Problem description: All lines after the one containing "use std::io::Write;" are needed, along with that line itself. Please repeat them exactly through the end of the entries.

Given entries:

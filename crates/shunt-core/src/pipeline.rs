use std::path::{Path, PathBuf};
use std::sync::Arc;
use std::time::Duration;

use async_trait::async_trait;
use chrono::Utc;

use crate::config::Config;
use crate::error::Result;
use crate::executor::{self, ExecutorEnv, Outcome};
use crate::lifecycle;
use crate::status::{Permission, RowStatus, TaskStatus};
use crate::table::{
    completed_at_column, Table, NOTES_COL, PERMISSION_COL, PROJECT_COL, ROW_STATUS_COL,
};

// ---------------------------------------------------------------------------
// Notify
// ---------------------------------------------------------------------------

/// Outbound notification seam. Implementations are best-effort and must
/// swallow transport failures — a notification must never block progress.
#[async_trait]
pub trait Notify: Send + Sync {
    async fn notify(&self, text: &str);
}

/// Notifier for setups without a command channel.
pub struct NullNotify;

#[async_trait]
impl Notify for NullNotify {
    async fn notify(&self, _text: &str) {}
}

// ---------------------------------------------------------------------------
// Pipeline
// ---------------------------------------------------------------------------

/// Advances exactly one eligible row one full pipeline pass.
///
/// The table is reloaded fresh before every task so concurrent external
/// edits are observed; already-DONE tasks are always skipped, which makes a
/// pass safely restartable from any point (a crash mid-run leaves the row
/// RUNNING and the next pass resumes where it stopped).
pub struct Pipeline {
    root: PathBuf,
    config: Config,
    notifier: Arc<dyn Notify>,
}

impl Pipeline {
    pub fn new(root: impl Into<PathBuf>, config: Config, notifier: Arc<dyn Notify>) -> Self {
        Self {
            root: root.into(),
            config,
            notifier,
        }
    }

    /// One full pass. Succeeds trivially when no granted row exists.
    /// Task-level failures block the row and notify — they are not errors;
    /// only infrastructure failures (unreadable table, missing required
    /// columns) propagate.
    pub async fn run(&self) -> Result<()> {
        let table_path = self.config.table_path(&self.root);
        let mut table = Table::load(&table_path)?;
        let Some(row) = lifecycle::runnable_row(&table) else {
            tracing::debug!("no runnable row");
            return Ok(());
        };
        let project = table.get(row, PROJECT_COL).to_string();
        tracing::info!(%project, "starting pipeline pass");
        table.set(row, ROW_STATUS_COL, RowStatus::Running.as_str())?;
        table.save(&table_path)?;

        for task in &self.config.tasks {
            let table = Table::load(&table_path)?;
            let Some(row) = table.find_project(&project) else {
                tracing::warn!(%project, "row disappeared mid-run, aborting pass");
                return Ok(());
            };
            match table.task_status(row, &task.name) {
                TaskStatus::Done => {
                    tracing::debug!(%project, task = %task.name, "already DONE, skipping");
                    continue;
                }
                TaskStatus::Blocked => {
                    return self
                        .escalate(
                            &table_path,
                            &project,
                            Some(&task.name),
                            &format!("task '{}' is BLOCKED and needs manual attention", task.name),
                        )
                        .await;
                }
                _ => {}
            }

            let mut table = table;
            table.set(row, &task.name, TaskStatus::Running.as_str())?;
            table.save(&table_path)?;

            let Some(command) = task.command.as_deref() else {
                return self
                    .escalate(
                        &table_path,
                        &project,
                        Some(&task.name),
                        &format!("no executor command configured for task '{}'", task.name),
                    )
                    .await;
            };

            tracing::info!(%project, task = %task.name, "invoking executor");
            let env = ExecutorEnv {
                project: project.clone(),
                task_column: task.name.clone(),
                task_dir: self.config.task_dir(&self.root, &project, &task.name),
                table: table_path.clone(),
            };
            let outcome =
                match executor::run_executor(command, &env, Duration::from_secs(task.timeout_seconds))
                    .await
                {
                    Ok(outcome) => outcome,
                    Err(e) => {
                        return self
                            .escalate(
                                &table_path,
                                &project,
                                Some(&task.name),
                                &format!("failed to start executor: {e}"),
                            )
                            .await;
                    }
                };
            match outcome {
                Outcome::Exited(Some(0)) => {}
                Outcome::Exited(code) => {
                    let code = code.map_or("signal".to_string(), |c| c.to_string());
                    return self
                        .escalate(
                            &table_path,
                            &project,
                            Some(&task.name),
                            &format!("executor exited with status {code}"),
                        )
                        .await;
                }
                Outcome::TimedOut => {
                    return self
                        .escalate(
                            &table_path,
                            &project,
                            Some(&task.name),
                            &format!("executor timed out after {}s", task.timeout_seconds),
                        )
                        .await;
                }
            }

            // Zero exit: the executor's own report in the table is
            // authoritative. It must have written DONE or BLOCKED.
            let mut table = Table::load(&table_path)?;
            let Some(row) = table.find_project(&project) else {
                tracing::warn!(%project, "row disappeared mid-run, aborting pass");
                return Ok(());
            };
            match table.task_status(row, &task.name) {
                TaskStatus::Blocked => {
                    return self
                        .escalate(
                            &table_path,
                            &project,
                            Some(&task.name),
                            &format!("executor reported task '{}' as BLOCKED", task.name),
                        )
                        .await;
                }
                TaskStatus::Done => {
                    let stamp_col = completed_at_column(&task.name);
                    if table.column_index(&stamp_col).is_some()
                        && table.get(row, &stamp_col).trim().is_empty()
                    {
                        table.set(row, &stamp_col, &Utc::now().to_rfc3339())?;
                        table.save(&table_path)?;
                    }
                }
                other => {
                    return self
                        .escalate(
                            &table_path,
                            &project,
                            Some(&task.name),
                            &format!(
                                "executor for task '{}' finished without DONE status (found '{}')",
                                task.name, other
                            ),
                        )
                        .await;
                }
            }
        }

        self.settle(&table_path, &project).await
    }

    /// After the loop ran to the end without escalation: the row is DONE
    /// only when every task column says so, and it goes back to PAUSE so a
    /// human has to approve the next row.
    async fn settle(&self, table_path: &Path, project: &str) -> Result<()> {
        let mut table = Table::load(table_path)?;
        let Some(row) = table.find_project(project) else {
            return Ok(());
        };
        let all_done = self
            .config
            .tasks
            .iter()
            .all(|t| table.task_status(row, &t.name) == TaskStatus::Done);
        if !all_done {
            return self
                .escalate(
                    table_path,
                    project,
                    None,
                    "lifecycle tasks ended but not all columns DONE",
                )
                .await;
        }
        table.set(row, ROW_STATUS_COL, RowStatus::Done.as_str())?;
        table.set(row, PERMISSION_COL, Permission::Pause.as_str())?;
        table.save(table_path)?;
        tracing::info!(%project, "row complete");
        self.notifier
            .notify(&format!(
                "Row complete: {project}. Reply YES to continue with the next row."
            ))
            .await;
        Ok(())
    }

    /// Record a blocked outcome in the table and notify. The reason goes
    /// into the optional `notes` column when present.
    async fn escalate(
        &self,
        table_path: &Path,
        project: &str,
        task: Option<&str>,
        reason: &str,
    ) -> Result<()> {
        let mut table = Table::load(table_path)?;
        if let Some(row) = table.find_project(project) {
            if let Some(task) = task {
                table.set(row, task, TaskStatus::Blocked.as_str())?;
            }
            table.set(row, ROW_STATUS_COL, RowStatus::Blocked.as_str())?;
            table.set_if_present(row, NOTES_COL, reason);
            table.save(table_path)?;
        }
        tracing::warn!(%project, reason, "pipeline blocked");
        let text = match task {
            Some(task) => format!("Blocked: {project} / {task}: {reason}"),
            None => format!("Blocked: {project}: {reason}"),
        };
        self.notifier.notify(&text).await;
        Ok(())
    }
}

// ---------------------------------------------------------------------------
// Tests
// ---------------------------------------------------------------------------
use crate::error::Result;
use std::io::Write;
use std::path::Path;
use tempfile::NamedTempFile;

/// Atomically write `data` to `path` using a tempfile in the same directory.
/// Prevents partial writes from corrupting state files.
pub fn atomic_write(path: &Path, data: &[u8]) -> Result<()> {
    if let Some(parent) = path.parent() {
        std::fs::create_dir_all(parent)?;
    }
    let dir = path.parent().unwrap_or(Path::new("."));
    let mut tmp = NamedTempFile::new_in(dir)?;
    tmp.write_all(data)?;
    tmp.persist(path).map_err(|e| e.error)?;
    Ok(())
}

/// Create a directory and all parents, idempotent.
pub fn ensure_dir(path: &Path) -> Result<()> {
    std::fs::create_dir_all(path)?;
    Ok(())
}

Result for this task:
use std::io::Write;
use std::path::Path;
use tempfile::NamedTempFile;

/// Atomically write `data` to `path` using a tempfile in the same directory.
/// Prevents partial writes from corrupting state files.
pub fn atomic_write(path: &Path, data: &[u8]) -> Result<()> {
    if let Some(parent) = path.parent() {
        std::fs::create_dir_all(parent)?;
    }
    let dir = path.parent().unwrap_or(Path::new("."));
    let mut tmp = NamedTempFile::new_in(dir)?;
    tmp.write_all(data)?;
    tmp.persist(path).map_err(|e| e.error)?;
    Ok(())
}

/// Create a directory and all parents, idempotent.
pub fn ensure_dir(path: &Path) -> Result<()> {
    std::fs::create_dir_all(path)?;
    Ok(())
}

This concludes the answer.